# [Records shown]

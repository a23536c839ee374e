use std::time::Duration;

use tunelink::{
    CatalogEntity, ContentLink, EntityDetail, EntityId, EntitySummary, PlatformDetail,
    RankedItem, Result, SearchQuery,
};

// the cli treats a search query as the "owner" of its results and uses each result's
// canonical url as its entity id, so details can be looked up through link resolution.

#[derive(Debug, Clone)]
pub struct SearchLister(pub tunelink::Context);

#[tunelink::async_trait]
impl tunelink::EntityLister for SearchLister {
    async fn list_for_owner(
        &self,
        owner_id: &str,
        page: usize,
        page_size: usize,
    ) -> Result<Vec<EntitySummary>> {
        let results = self
            .0
            .search()
            .search(&SearchQuery::new(owner_id))
            .await
            .map_err(tunelink::Error::wrap)?;
        Ok(tunelink::rank(&results, owner_id)
            .into_iter()
            .filter_map(|item| {
                let url = item.external_urls.values().next()?.clone();
                Some(EntitySummary {
                    id: EntityId::new(url),
                    kind: item.kind,
                    artwork_url: item.artwork_url,
                })
            })
            .skip(page * page_size)
            .take(page_size)
            .collect())
    }
}

#[derive(Debug, Clone)]
pub struct LinkFetcher(pub tunelink::Context);

#[tunelink::async_trait]
impl tunelink::EntityDetailFetcher for LinkFetcher {
    async fn fetch_by_id(&self, id: &EntityId, _timeout: Duration) -> Result<EntityDetail> {
        let link = ContentLink::parse(id.as_str())?;
        let entity = self.0.search().resolve(id.as_str()).await?;
        Ok(entity_detail(&link, &entity))
    }
}

pub fn ranked(entity: &CatalogEntity) -> RankedItem {
    match entity {
        CatalogEntity::Track(track) => RankedItem::from(track),
        CatalogEntity::Album(album) => RankedItem::from(album),
        CatalogEntity::Artist(artist) => RankedItem::from(artist),
        CatalogEntity::Playlist(playlist) => RankedItem::from(playlist),
    }
}

fn entity_detail(link: &ContentLink, entity: &CatalogEntity) -> EntityDetail {
    let mut detail = EntityDetail::default();
    detail.platforms.insert(
        link.platform.as_str().to_owned(),
        PlatformDetail {
            artwork_url: ranked(entity).artwork_url,
            thumbnail_url: None,
        },
    );
    detail
}
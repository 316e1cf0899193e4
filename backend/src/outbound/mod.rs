//! Outbound adapters implementing the domain ports.
//!
//! - `persistence`: PostgreSQL repositories over Diesel.
//! - `memory`: in-process user store for database-less runs.
//! - `password`: Argon2id password hashing.
//! - `images`: local filesystem profile picture storage.

pub mod images;
pub mod memory;
pub mod password;
pub mod persistence;
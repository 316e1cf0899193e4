//! Registration form handlers.
//!
//! ```text
//! GET  /register
//! POST /register  multipart: fullname, email, username, password, cPassword, profile_picture
//! ```

use actix_multipart::Multipart;
use actix_web::{HttpResponse, get, post, web};
use tracing::{error, warn};

use crate::domain::registration::{INVALID_INPUT, REGISTRATION_SUCCEEDED};
use crate::domain::{Error, FormPrefill, RegistrationErrors, RegistrationOutcome};
use crate::inbound::http::{HttpResult, redirect};
use crate::inbound::http::forms::decode_registration;
use crate::inbound::http::session::SessionContext;
use crate::inbound::http::state::HttpState;
use crate::inbound::http::views;

fn form_page(prefill: &FormPrefill, errors: &RegistrationErrors) -> HttpResponse {
    HttpResponse::Ok()
        .content_type("text/html; charset=utf-8")
        .body(views::register_page(prefill, errors).into_string())
}

/// Send a new account to sign in. The account already exists, so a lost
/// notice is logged rather than turned into an error page.
fn after_registration(notice: Result<(), Error>) -> HttpResponse {
    if let Err(err) = notice {
        error!(error = %err, "could not store registration notice");
    }
    redirect("/login")
}

/// `GET /register`: show an empty form unless someone is already signed in.
#[get("/register")]
pub async fn register_form(session: SessionContext) -> HttpResult<HttpResponse> {
    if session.username()?.is_some() {
        return Ok(redirect("/"));
    }
    Ok(form_page(&FormPrefill::default(), &RegistrationErrors::default()))
}

/// `POST /register`: create the account or show the form again.
#[post("/register")]
pub async fn register(
    state: web::Data<HttpState>,
    session: SessionContext,
    payload: Multipart,
) -> HttpResult<HttpResponse> {
    let form = match decode_registration(payload).await {
        Ok(form) => form,
        Err(error) => {
            warn!(%error, "rejecting undecodable registration body");
            return Ok(form_page(
                &FormPrefill::default(),
                &RegistrationErrors::general(INVALID_INPUT),
            ));
        }
    };
    let prefill = form.prefill();

    match state.registration.register(form).await {
        RegistrationOutcome::Registered { .. } => Ok(after_registration(
            session.flash_success(REGISTRATION_SUCCEEDED),
        )),
        RegistrationOutcome::Rejected(errors) => Ok(form_page(&prefill, &errors)),
    }
}
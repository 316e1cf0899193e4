//! Backend entry-point: loads settings, prepares persistence and serves the
//! registration and sign-in pages.

mod server;

use std::io;

use tracing::{info, warn};
use tracing_subscriber::{EnvFilter, fmt};

use server::{ServerConfig, create_server};
use wordweave::outbound::persistence::{DbPool, PoolConfig, run_pending_migrations};
use wordweave::settings::{AppSettings, load_settings, resolve_session_key};

/// Application bootstrap.
#[actix_web::main]
async fn main() -> io::Result<()> {
    if let Err(e) = fmt()
        .with_env_filter(EnvFilter::from_default_env())
        .json()
        .try_init()
    {
        warn!(error = %e, "tracing init failed");
    }

    let settings = load_settings().map_err(|e| io::Error::other(format!("settings: {e}")))?;
    let key = resolve_session_key(&settings).map_err(io::Error::other)?;
    let same_site = settings.same_site().map_err(io::Error::other)?;
    let bind_addr = settings.bind_addr().map_err(io::Error::other)?;

    let mut config = ServerConfig::new(key, settings.cookie_secure(), same_site, bind_addr)
        .with_image_dir(settings.image_dir());
    if let Some(pool) = connect_database(&settings).await? {
        config = config.with_db_pool(pool);
    } else {
        warn!("no database configured; accounts are kept in memory");
    }

    info!(%bind_addr, "starting server");
    create_server(config)?.await
}

/// Apply migrations and open the pool when a database URL is configured.
async fn connect_database(settings: &AppSettings) -> io::Result<Option<DbPool>> {
    let Some(url) = settings.database_url.as_deref() else {
        return Ok(None);
    };
    run_pending_migrations(url)
        .await
        .map_err(io::Error::other)?;
    let pool = DbPool::new(PoolConfig::new(url).with_max_size(settings.database_max_connections()))
        .await
        .map_err(io::Error::other)?;
    Ok(Some(pool))
}
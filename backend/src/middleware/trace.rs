//! Per-request tracing span and `request-id` header.
//!
//! Every request runs inside an `http_request` span carrying a fresh UUID,
//! the method and the path. The same id is echoed in the `request-id`
//! response header so log lines can be matched to a browser request.

use std::task::{Context, Poll};
use std::time::Instant;

use actix_web::Error;
use actix_web::dev::{Service, ServiceRequest, ServiceResponse, Transform};
use actix_web::http::header::{HeaderName, HeaderValue};
use futures_util::future::{LocalBoxFuture, Ready, ready};
use tracing::{Instrument, info, info_span, warn};
use uuid::Uuid;

/// Response header carrying the request id.
pub const REQUEST_ID_HEADER: &str = "request-id";

/// Middleware factory.
///
/// # Examples
/// ```
/// use actix_web::App;
/// use wordweave::middleware::RequestTrace;
///
/// let _app = App::new().wrap(RequestTrace);
/// ```
#[derive(Debug, Clone, Copy, Default)]
pub struct RequestTrace;

impl<S, B> Transform<S, ServiceRequest> for RequestTrace
where
    S: Service<ServiceRequest, Response = ServiceResponse<B>, Error = Error> + 'static,
    S::Future: 'static,
    B: 'static,
{
    type Response = ServiceResponse<B>;
    type Error = Error;
    type InitError = ();
    type Transform = RequestTraceMiddleware<S>;
    type Future = Ready<Result<Self::Transform, Self::InitError>>;

    fn new_transform(&self, service: S) -> Self::Future {
        ready(Ok(RequestTraceMiddleware { service }))
    }
}

/// Service produced by [`RequestTrace`].
pub struct RequestTraceMiddleware<S> {
    service: S,
}

impl<S, B> Service<ServiceRequest> for RequestTraceMiddleware<S>
where
    S: Service<ServiceRequest, Response = ServiceResponse<B>, Error = Error> + 'static,
    S::Future: 'static,
    B: 'static,
{
    type Response = ServiceResponse<B>;
    type Error = Error;
    type Future = LocalBoxFuture<'static, Result<Self::Response, Self::Error>>;

    fn poll_ready(&self, cx: &mut Context<'_>) -> Poll<Result<(), Self::Error>> {
        self.service.poll_ready(cx)
    }

    fn call(&self, req: ServiceRequest) -> Self::Future {
        let request_id = Uuid::new_v4();
        let span = info_span!(
            "http_request",
            %request_id,
            method = %req.method(),
            path = %req.path(),
        );
        let started = Instant::now();
        let fut = {
            let _entered = span.enter();
            self.service.call(req)
        };

        Box::pin(
            async move {
                let mut res = fut.await?;
                info!(
                    status = res.status().as_u16(),
                    elapsed_ms = u64::try_from(started.elapsed().as_millis()).unwrap_or(u64::MAX),
                    "request completed"
                );
                match HeaderValue::from_str(&request_id.to_string()) {
                    Ok(value) => {
                        res.response_mut()
                            .headers_mut()
                            .insert(HeaderName::from_static(REQUEST_ID_HEADER), value);
                    }
                    Err(error) => warn!(%error, "request id is not a valid header value"),
                }
                Ok(res)
            }
            .instrument(span),
        )
    }
}
//! Driving port for the registration use-case.
//!
//! Inbound adapters hand a decoded [`RegistrationForm`] to this port and
//! render whatever [`RegistrationOutcome`] comes back. Handler tests swap in
//! a mock instead of wiring persistence.

use async_trait::async_trait;

use crate::domain::{RegistrationForm, RegistrationOutcome};

/// Registration use-case as seen by inbound adapters.
#[cfg_attr(test, mockall::automock)]
#[async_trait]
pub trait RegisterUser: Send + Sync {
    /// Validate the form and, when valid, create the account.
    async fn register(&self, form: RegistrationForm) -> RegistrationOutcome;
}
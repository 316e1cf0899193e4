//! Application settings loaded via OrthoConfig.
//!
//! Values layer CLI flags over `WORDWEAVE_*` environment variables over an
//! optional configuration file. Session key material is resolved separately
//! so its failure modes can be reported precisely at startup.

use std::ffi::OsString;
use std::net::SocketAddr;
use std::path::{Path, PathBuf};

use actix_web::cookie::{Key, SameSite};
use ortho_config::OrthoConfig;
use serde::Deserialize;
use tracing::warn;
use zeroize::Zeroize;

const DEFAULT_BIND_ADDR: &str = "0.0.0.0:8080";
const DEFAULT_MAX_CONNECTIONS: u32 = 10;
const DEFAULT_IMAGE_DIR: &str = "./images";
const SAME_SITE_EXPECTED: &str = "Strict|Lax|None";

/// Minimum accepted session key length in bytes.
pub const SESSION_KEY_MIN_LEN: usize = 64;

/// Runtime configuration for the Wordweave server.
#[derive(Debug, Clone, Deserialize, OrthoConfig)]
#[ortho_config(prefix = "WORDWEAVE")]
pub struct AppSettings {
    /// Socket address to listen on.
    pub bind_addr: Option<String>,
    /// PostgreSQL connection string. Without it accounts live in memory.
    pub database_url: Option<String>,
    /// Upper bound on pooled database connections.
    pub database_max_connections: Option<u32>,
    /// Directory receiving uploaded profile pictures.
    pub image_dir: Option<PathBuf>,
    /// File holding the cookie signing key.
    pub session_key_file: Option<PathBuf>,
    /// Permit a generated key when no key file is usable.
    #[ortho_config(default = false)]
    pub session_allow_ephemeral: bool,
    /// Mark the session cookie `Secure`. Defaults to `true`.
    pub cookie_secure: Option<bool>,
    /// `SameSite` policy for the session cookie.
    pub cookie_same_site: Option<String>,
}

/// Failures while turning [`AppSettings`] into server parameters.
#[derive(Debug, thiserror::Error)]
pub enum SettingsError {
    /// `bind_addr` is not a socket address.
    #[error("invalid bind address '{value}': {source}")]
    BindAddr {
        /// Configured text.
        value: String,
        /// Parser failure.
        #[source]
        source: std::net::AddrParseError,
    },
    /// `cookie_same_site` names no known policy.
    #[error("invalid cookie_same_site '{value}'; expected {SAME_SITE_EXPECTED}")]
    SameSite {
        /// Configured text.
        value: String,
    },
    /// Browsers drop `SameSite=None` cookies that are not `Secure`.
    #[error("cookie_same_site=None requires cookie_secure=true")]
    InsecureSameSiteNone,
}

impl AppSettings {
    /// Listening address, falling back to all interfaces on port 8080.
    pub fn bind_addr(&self) -> Result<SocketAddr, SettingsError> {
        let value = self.bind_addr.as_deref().unwrap_or(DEFAULT_BIND_ADDR);
        value.parse().map_err(|source| SettingsError::BindAddr {
            value: value.to_owned(),
            source,
        })
    }

    /// Pool size cap, ten unless configured.
    #[must_use]
    pub fn database_max_connections(&self) -> u32 {
        self.database_max_connections
            .unwrap_or(DEFAULT_MAX_CONNECTIONS)
    }

    /// Upload directory, `./images` unless configured.
    #[must_use]
    pub fn image_dir(&self) -> PathBuf {
        self.image_dir
            .clone()
            .unwrap_or_else(|| PathBuf::from(DEFAULT_IMAGE_DIR))
    }

    /// Whether the session cookie carries `Secure`; on unless disabled.
    #[must_use]
    pub fn cookie_secure(&self) -> bool {
        self.cookie_secure.unwrap_or(true)
    }

    /// Parsed `SameSite` policy; `Lax` unless configured.
    pub fn same_site(&self) -> Result<SameSite, SettingsError> {
        let Some(value) = self.cookie_same_site.as_deref() else {
            return Ok(SameSite::Lax);
        };
        let same_site = match value.to_ascii_lowercase().as_str() {
            "strict" => SameSite::Strict,
            "lax" => SameSite::Lax,
            "none" => SameSite::None,
            _ => {
                return Err(SettingsError::SameSite {
                    value: value.to_owned(),
                });
            }
        };
        if same_site == SameSite::None && !self.cookie_secure() {
            return Err(SettingsError::InsecureSameSiteNone);
        }
        Ok(same_site)
    }
}

/// Load settings from the process arguments, environment and config file.
pub fn load_settings() -> ortho_config::OrthoResult<AppSettings> {
    AppSettings::load_from_iter(std::env::args_os())
}

/// Load settings as if the binary had been started without arguments.
pub fn load_settings_without_args() -> ortho_config::OrthoResult<AppSettings> {
    AppSettings::load_from_iter([OsString::from("wordweave")])
}

/// Build mode governing whether a throwaway session key is acceptable.
#[derive(Clone, Copy, Debug, Eq, PartialEq)]
pub enum BuildMode {
    /// Built with debug assertions.
    Debug,
    /// Optimised deployment build.
    Release,
}

impl BuildMode {
    /// Mode of the running binary.
    #[must_use]
    pub const fn from_debug_assertions() -> Self {
        if cfg!(debug_assertions) {
            Self::Debug
        } else {
            Self::Release
        }
    }

    const fn is_debug(self) -> bool {
        matches!(self, Self::Debug)
    }
}

/// Reasons no session signing key could be produced.
#[derive(Debug, thiserror::Error)]
pub enum SessionKeyError {
    /// The key file could not be read.
    #[error("failed to read session key at {path}: {source}")]
    KeyRead {
        /// Configured key path.
        path: PathBuf,
        /// Underlying I/O failure.
        #[source]
        source: std::io::Error,
    },
    /// The key file holds fewer than [`SESSION_KEY_MIN_LEN`] bytes.
    #[error("session key at {path} too short: need >= {min_len} bytes, got {length}")]
    KeyTooShort {
        /// Configured key path.
        path: PathBuf,
        /// Bytes found.
        length: usize,
        /// Bytes required.
        min_len: usize,
    },
    /// Release build with no key file and no ephemeral opt-in.
    #[error("no session key file configured; set WORDWEAVE_SESSION_KEY_FILE")]
    MissingKeyFile,
}

/// Resolve the cookie signing key for the current build.
pub fn resolve_session_key(settings: &AppSettings) -> Result<Key, SessionKeyError> {
    resolve_session_key_for(settings, BuildMode::from_debug_assertions())
}

/// Resolve the cookie signing key as `mode` would.
///
/// A configured key file must be readable and at least
/// [`SESSION_KEY_MIN_LEN`] bytes long. Without a usable file, debug builds
/// and deployments with `session_allow_ephemeral` fall back to a generated
/// key; sessions then do not survive a restart.
pub fn resolve_session_key_for(
    settings: &AppSettings,
    mode: BuildMode,
) -> Result<Key, SessionKeyError> {
    let ephemeral_ok = mode.is_debug() || settings.session_allow_ephemeral;

    let Some(path) = settings.session_key_file.as_deref() else {
        if ephemeral_ok {
            warn!("no session key file configured; using temporary key (dev only)");
            return Ok(Key::generate());
        }
        return Err(SessionKeyError::MissingKeyFile);
    };

    match std::fs::read(path) {
        Ok(bytes) => key_from_bytes(path, bytes),
        Err(error) if ephemeral_ok => {
            warn!(
                path = %path.display(),
                error = %error,
                "using temporary session key (dev only)"
            );
            Ok(Key::generate())
        }
        Err(source) => Err(SessionKeyError::KeyRead {
            path: path.to_path_buf(),
            source,
        }),
    }
}

fn key_from_bytes(path: &Path, mut bytes: Vec<u8>) -> Result<Key, SessionKeyError> {
    let length = bytes.len();
    if length < SESSION_KEY_MIN_LEN {
        bytes.zeroize();
        return Err(SessionKeyError::KeyTooShort {
            path: path.to_path_buf(),
            length,
            min_len: SESSION_KEY_MIN_LEN,
        });
    }
    let key = Key::derive_from(&bytes);
    bytes.zeroize();
    Ok(key)
}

# [Requirement]
Each line above that contains the string "MissingKeyFile" should be identified and copied.

# [Reply to the exercise]
    MissingKeyFile,
        return Err(SessionKeyError::MissingKeyFile);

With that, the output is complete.